* [Assigned task]: All of the data below should be written out exactly.

Stored items
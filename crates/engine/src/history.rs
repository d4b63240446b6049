// SPDX-License-Identifier: BUSL-1.1
// Copyright (c) 2026 Alfred Jean LLC

//! Bounded execution history.
//!
//! Entries are appended provisionally when an execution starts and
//! finalized exactly once. Retention is per steward: the newest
//! `max_per_steward` entries by start time survive, oldest pruned on
//! append. Queries copy out, so callers never observe partial mutation.

use chrono::{DateTime, Utc};
use sf_core::{AgentId, ExecutionEntry, ExecutionId, ExecutionResult, TriggerKind};

/// Filter for [`ExecutionHistory::query`]. All present fields must match.
#[derive(Debug, Clone, Default)]
pub struct HistoryQuery {
    pub steward_id: Option<AgentId>,
    pub trigger_kind: Option<TriggerKind>,
    pub success: Option<bool>,
    pub started_after: Option<DateTime<Utc>>,
    pub started_before: Option<DateTime<Utc>>,
    pub limit: Option<usize>,
}

impl HistoryQuery {
    pub fn steward(mut self, id: impl Into<AgentId>) -> Self {
        self.steward_id = Some(id.into());
        self
    }

    pub fn trigger_kind(mut self, kind: TriggerKind) -> Self {
        self.trigger_kind = Some(kind);
        self
    }

    pub fn success(mut self, success: bool) -> Self {
        self.success = Some(success);
        self
    }

    pub fn limit(mut self, limit: usize) -> Self {
        self.limit = Some(limit);
        self
    }

    fn matches(&self, entry: &ExecutionEntry) -> bool {
        if let Some(id) = &self.steward_id {
            if &entry.steward_id != id {
                return false;
            }
        }
        if let Some(kind) = self.trigger_kind {
            if entry.trigger_kind() != kind {
                return false;
            }
        }
        if let Some(success) = self.success {
            if entry.succeeded() != Some(success) {
                return false;
            }
        }
        if let Some(after) = self.started_after {
            if entry.started_at <= after {
                return false;
            }
        }
        if let Some(before) = self.started_before {
            if entry.started_at >= before {
                return false;
            }
        }
        true
    }
}

/// Append-only bounded execution log.
#[derive(Debug)]
pub struct ExecutionHistory {
    max_per_steward: usize,
    entries: Vec<ExecutionEntry>,
}

impl ExecutionHistory {
    pub fn new(max_per_steward: usize) -> Self {
        Self { max_per_steward, entries: Vec::new() }
    }

    /// Record a provisional entry, pruning the owning steward's oldest
    /// entries past the retention cap.
    pub fn begin(&mut self, entry: ExecutionEntry) {
        let steward_id = entry.steward_id.clone();
        self.entries.push(entry);
        self.prune(&steward_id);
    }

    /// Seal an entry with its completion time and result. Returns false if
    /// the entry is unknown (already pruned) or already finalized.
    pub fn finalize(
        &mut self,
        id: &ExecutionId,
        completed_at: DateTime<Utc>,
        result: ExecutionResult,
    ) -> bool {
        match self.entries.iter_mut().find(|e| &e.execution_id == id) {
            Some(entry) if !entry.is_finalized() => {
                entry.completed_at = Some(completed_at);
                entry.result = Some(result);
                true
            }
            _ => false,
        }
    }

    fn prune(&mut self, steward_id: &AgentId) {
        loop {
            let count = self.entries.iter().filter(|e| &e.steward_id == steward_id).count();
            if count <= self.max_per_steward {
                return;
            }
            let oldest = self
                .entries
                .iter()
                .enumerate()
                .filter(|(_, e)| &e.steward_id == steward_id)
                .min_by_key(|(_, e)| e.started_at)
                .map(|(i, _)| i);
            match oldest {
                Some(i) => {
                    self.entries.remove(i);
                }
                None => return,
            }
        }
    }

    /// Matching entries, newest first, bounded by the query limit.
    pub fn query(&self, query: &HistoryQuery) -> Vec<ExecutionEntry> {
        let mut found: Vec<ExecutionEntry> =
            self.entries.iter().filter(|e| query.matches(e)).cloned().collect();
        found.sort_by(|a, b| b.started_at.cmp(&a.started_at));
        if let Some(limit) = query.limit {
            found.truncate(limit);
        }
        found
    }

    pub fn len(&self) -> usize {
        self.entries.len()
    }

    pub fn is_empty(&self) -> bool {
        self.entries.is_empty()
    }

    /// Entry count for one steward.
    pub fn count_for(&self, steward_id: &AgentId) -> usize {
        self.entries.iter().filter(|e| &e.steward_id == steward_id).count()
    }
}

#[cfg(test)]
#[path = "history_tests.rs"]
mod tests;
// SPDX-License-Identifier: BUSL-1.1
// Copyright (c) 2026 Alfred Jean LLC

//! Test builders shared by other crates' tests (behind `test-support`).

use crate::execution::{ExecutionEntry, ExecutionId};
use crate::id::{AgentId, TaskId};
use crate::steward::Trigger;
use crate::task::{
    Complexity, MergeStatus, Priority, Task, TaskMeta, TaskStatus, TestResult,
};
use chrono::{DateTime, TimeZone, Utc};

fn epoch(ms: i64) -> DateTime<Utc> {
    Utc.timestamp_millis_opt(ms).single().unwrap_or(DateTime::<Utc>::UNIX_EPOCH)
}

/// Builder for [`Task`] fixtures.
pub struct TaskBuilder {
    task: Task,
}

impl TaskBuilder {
    pub fn new(id: impl Into<TaskId>) -> Self {
        Self {
            task: Task {
                id: id.into(),
                title: "Test task".to_string(),
                status: TaskStatus::Open,
                priority: Priority::default(),
                complexity: Complexity::default(),
                assignee: None,
                created_by: AgentId::from_string("agt-author"),
                created_at: epoch(1_000),
                updated_at: epoch(1_000),
                closed_at: None,
                tags: Vec::new(),
                metadata: TaskMeta::default(),
            },
        }
    }

    pub fn title(mut self, title: impl Into<String>) -> Self {
        self.task.title = title.into();
        self
    }

    pub fn status(mut self, status: TaskStatus) -> Self {
        self.task.status = status;
        self
    }

    pub fn priority(mut self, priority: Priority) -> Self {
        self.task.priority = priority;
        self
    }

    pub fn assignee(mut self, agent: impl Into<AgentId>) -> Self {
        self.task.assignee = Some(agent.into());
        self
    }

    pub fn created_by(mut self, agent: impl Into<AgentId>) -> Self {
        self.task.created_by = agent.into();
        self
    }

    pub fn branch(mut self, branch: impl Into<String>) -> Self {
        self.task.metadata.orchestrator.branch = Some(branch.into());
        self
    }

    pub fn worktree(mut self, path: impl Into<String>) -> Self {
        self.task.metadata.orchestrator.worktree = Some(path.into());
        self
    }

    pub fn merge_status(mut self, status: MergeStatus) -> Self {
        self.task.metadata.orchestrator.merge_status = status;
        self
    }

    pub fn closed_at_ms(mut self, ms: i64) -> Self {
        self.task.closed_at = Some(epoch(ms));
        self
    }

    pub fn tags<I, S>(mut self, tags: I) -> Self
    where
        I: IntoIterator<Item = S>,
        S: Into<String>,
    {
        self.task.tags = tags.into_iter().map(Into::into).collect();
        self
    }

    pub fn metadata(mut self, metadata: TaskMeta) -> Self {
        self.task.metadata = metadata;
        self
    }

    pub fn build(self) -> Task {
        self.task
    }
}

/// A provisional (not yet finalized) execution entry.
pub fn entry(steward: impl Into<AgentId>, started_at_ms: i64) -> ExecutionEntry {
    let steward_id = steward.into();
    ExecutionEntry {
        execution_id: ExecutionId::new(),
        steward_name: steward_id.to_string(),
        steward_id,
        trigger: Trigger::manual(),
        manual: true,
        started_at: epoch(started_at_ms),
        completed_at: None,
        result: None,
        event_context: None,
    }
}

/// A passed/failed test result fixture.
pub fn test_result(passed: bool) -> TestResult {
    TestResult {
        passed,
        completed_at: epoch(2_000),
        duration_ms: Some(10),
        error_message: if passed { None } else { Some("assertion failed".to_string()) },
    }
}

* [Final answer]:
filename crates/engine/src/history.rs
repository d4b63240446b6049
// SPDX-License-Identifier: BUSL-1.1
// Copyright (c) 2026 Alfred Jean LLC

//! Bounded execution history.
//!
//! Entries are appended provisionally when an execution starts and
//! finalized exactly once. Retention is per steward: the newest
//! `max_per_steward` entries by start time survive, oldest pruned on
//! append. Queries copy out, so callers never observe partial mutation.

use chrono::{DateTime, Utc};
use sf_core::{AgentId, ExecutionEntry, ExecutionId, ExecutionResult, TriggerKind};

/// Filter for [`ExecutionHistory::query`]. All present fields must match.
#[derive(Debug, Clone, Default)]
pub struct HistoryQuery {
    pub steward_id: Option<AgentId>,
    pub trigger_kind: Option<TriggerKind>,
    pub success: Option<bool>,
    pub started_after: Option<DateTime<Utc>>,
    pub started_before: Option<DateTime<Utc>>,
    pub limit: Option<usize>,
}

impl HistoryQuery {
    pub fn steward(mut self, id: impl Into<AgentId>) -> Self {
        self.steward_id = Some(id.into());
        self
    }

    pub fn trigger_kind(mut self, kind: TriggerKind) -> Self {
        self.trigger_kind = Some(kind);
        self
    }

    pub fn success(mut self, success: bool) -> Self {
        self.success = Some(success);
        self
    }

    pub fn limit(mut self, limit: usize) -> Self {
        self.limit = Some(limit);
        self
    }

    fn matches(&self, entry: &ExecutionEntry) -> bool {
        if let Some(id) = &self.steward_id {
            if &entry.steward_id != id {
                return false;
            }
        }
        if let Some(kind) = self.trigger_kind {
            if entry.trigger_kind() != kind {
                return false;
            }
        }
        if let Some(success) = self.success {
            if entry.succeeded() != Some(success) {
                return false;
            }
        }
        if let Some(after) = self.started_after {
            if entry.started_at <= after {
                return false;
            }
        }
        if let Some(before) = self.started_before {
            if entry.started_at >= before {
                return false;
            }
        }
        true
    }
}

/// Append-only bounded execution log.
#[derive(Debug)]
pub struct ExecutionHistory {
    max_per_steward: usize,
    entries: Vec<ExecutionEntry>,
}

impl ExecutionHistory {
    pub fn new(max_per_steward: usize) -> Self {
        Self { max_per_steward, entries: Vec::new() }
    }

    /// Record a provisional entry, pruning the owning steward's oldest
    /// entries past the retention cap.
    pub fn begin(&mut self, entry: ExecutionEntry) {
        let steward_id = entry.steward_id.clone();
        self.entries.push(entry);
        self.prune(&steward_id);
    }

    /// Seal an entry with its completion time and result. Returns false if
    /// the entry is unknown (already pruned) or already finalized.
    pub fn finalize(
        &mut self,
        id: &ExecutionId,
        completed_at: DateTime<Utc>,
        result: ExecutionResult,
    ) -> bool {
        match self.entries.iter_mut().find(|e| &e.execution_id == id) {
            Some(entry) if !entry.is_finalized() => {
                entry.completed_at = Some(completed_at);
                entry.result = Some(result);
                true
            }
            _ => false,
        }
    }

    fn prune(&mut self, steward_id: &AgentId) {
        loop {
            let count = self.entries.iter().filter(|e| &e.steward_id == steward_id).count();
            if count <= self.max_per_steward {
                return;
            }
            let oldest = self
                .entries
                .iter()
                .enumerate()
                .filter(|(_, e)| &e.steward_id == steward_id)
                .min_by_key(|(_, e)| e.started_at)
                .map(|(i, _)| i);
            match oldest {
                Some(i) => {
                    self.entries.remove(i);
                }
                None => return,
            }
        }
    }

    /// Matching entries, newest first, bounded by the query limit.
    pub fn query(&self, query: &HistoryQuery) -> Vec<ExecutionEntry> {
        let mut found: Vec<ExecutionEntry> =
            self.entries.iter().filter(|e| query.matches(e)).cloned().collect();
        found.sort_by(|a, b| b.started_at.cmp(&a.started_at));
        if let Some(limit) = query.limit {
            found.truncate(limit);
        }
        found
    }

    pub fn len(&self) -> usize {
        self.entries.len()
    }

    pub fn is_empty(&self) -> bool {
        self.entries.is_empty()
    }

    /// Entry count for one steward.
    pub fn count_for(&self, steward_id: &AgentId) -> usize {
        self.entries.iter().filter(|e| &e.steward_id == steward_id).count()
    }
}

#[cfg(test)]
#[path = "history_tests.rs"]
mod tests;
// SPDX-License-Identifier: BUSL-1.1
// Copyright (c) 2026 Alfred Jean LLC

//! Test builders shared by other crates' tests (behind `test-support`).

use crate::execution::{ExecutionEntry, ExecutionId};
use crate::id::{AgentId, TaskId};
use crate::steward::Trigger;
use crate::task::{
    Complexity, MergeStatus, Priority, Task, TaskMeta, TaskStatus, TestResult,
};
use chrono::{DateTime, TimeZone, Utc};

fn epoch(ms: i64) -> DateTime<Utc> {
    Utc.timestamp_millis_opt(ms).single().unwrap_or(DateTime::<Utc>::UNIX_EPOCH)
}

/// Builder for [`Task`] fixtures.
pub struct TaskBuilder {
    task: Task,
}

impl TaskBuilder {
    pub fn new(id: impl Into<TaskId>) -> Self {
        Self {
            task: Task {
                id: id.into(),
                title: "Test task".to_string(),
                status: TaskStatus::Open,
                priority: Priority::default(),
                complexity: Complexity::default(),
                assignee: None,
                created_by: AgentId::from_string("agt-author"),
                created_at: epoch(1_000),
                updated_at: epoch(1_000),
                closed_at: None,
                tags: Vec::new(),
                metadata: TaskMeta::default(),
            },
        }
    }

    pub fn title(mut self, title: impl Into<String>) -> Self {
        self.task.title = title.into();
        self
    }

    pub fn status(mut self, status: TaskStatus) -> Self {
        self.task.status = status;
        self
    }

    pub fn priority(mut self, priority: Priority) -> Self {
        self.task.priority = priority;
        self
    }

    pub fn assignee(mut self, agent: impl Into<AgentId>) -> Self {
        self.task.assignee = Some(agent.into());
        self
    }

    pub fn created_by(mut self, agent: impl Into<AgentId>) -> Self {
        self.task.created_by = agent.into();
        self
    }

    pub fn branch(mut self, branch: impl Into<String>) -> Self {
        self.task.metadata.orchestrator.branch = Some(branch.into());
        self
    }

    pub fn worktree(mut self, path: impl Into<String>) -> Self {
        self.task.metadata.orchestrator.worktree = Some(path.into());
        self
    }

    pub fn merge_status(mut self, status: MergeStatus) -> Self {
        self.task.metadata.orchestrator.merge_status = status;
        self
    }

    pub fn closed_at_ms(mut self, ms: i64) -> Self {
        self.task.closed_at = Some(epoch(ms));
        self
    }

    pub fn tags<I, S>(mut self, tags: I) -> Self
    where
        I: IntoIterator<Item = S>,
        S: Into<String>,
    {
        self.task.tags = tags.into_iter().map(Into::into).collect();
        self
    }

    pub fn metadata(mut self, metadata: TaskMeta) -> Self {
        self.task.metadata = metadata;
        self
    }

    pub fn build(self) -> Task {
        self.task
    }
}

/// A provisional (not yet finalized) execution entry.
pub fn entry(steward: impl Into<AgentId>, started_at_ms: i64) -> ExecutionEntry {
    let steward_id = steward.into();
    ExecutionEntry {
        execution_id: ExecutionId::new(),
        steward_name: steward_id.to_string(),
        steward_id,
        trigger: Trigger::manual(),
        manual: true,
        started_at: epoch(started_at_ms),
        completed_at: None,
        result: None,
        event_context: None,
    }
}

/// A passed/failed test result fixture.
pub fn test_result(passed: bool) -> TestResult {
    TestResult {
        passed,
        completed_at: epoch(2_000),
        duration_ms: Some(10),
        error_message: if passed { None } else { Some("assertion failed".to_string()) },
    }
}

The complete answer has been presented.